Source: Peter Hedman, [2].

In just a few years, we might start seeing algorithms all over the place, from how we train self-driving cars to augmented reality applications.

Sooo, the question you might is: how can I start using SNeRG my AI projects?

I personally have been using it in my current role for just about every day this past month, and this blog is the setup guide I wish I had when I started. In it, I am going to share everything you need to setup a training pipeline for SNeRG on AWS EC 2, so you can easily start running your own experiments.

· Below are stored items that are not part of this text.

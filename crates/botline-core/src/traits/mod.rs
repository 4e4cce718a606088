// SPDX-FileCopyrightText: 2026 Botline Contributors
// SPDX-License-Identifier: MIT OR Apache-2.0

//! Adapter trait definitions for the Botline dispatch engine.
//!
//! The pipeline depends only on these seams, so tests run against
//! in-memory fakes and production wires in the Telegram and SQLite
//! adapters. All traits use `#[async_trait]` for dynamic dispatch.

pub mod channel;
pub mod store;

pub use channel::ChannelApi;
pub use store::ConversationStore;
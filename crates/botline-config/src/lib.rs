// SPDX-FileCopyrightText: 2026 Botline Contributors
// SPDX-License-Identifier: MIT OR Apache-2.0

//! Layered configuration for the Botline dispatch engine.
//!
//! TOML files merged across the XDG hierarchy with `BOTLINE_*`
//! environment variable overrides, extracted into typed model structs.

pub mod loader;
pub mod model;

pub use loader::{load_config, load_config_from_path, load_config_from_str};
pub use model::BotlineConfig;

Note: because this blog is specifically aimed towards those new to AWS, I’ll also share bits of info that should be helpful for setting up AI experiments in general on the platform.

Why AWS?

Let’s be real for a moment: SNeRG is a large neural network. For most of you, trying to train it on your own laptop will take you until at least a week (and I am not exaggerating). Who has time for that?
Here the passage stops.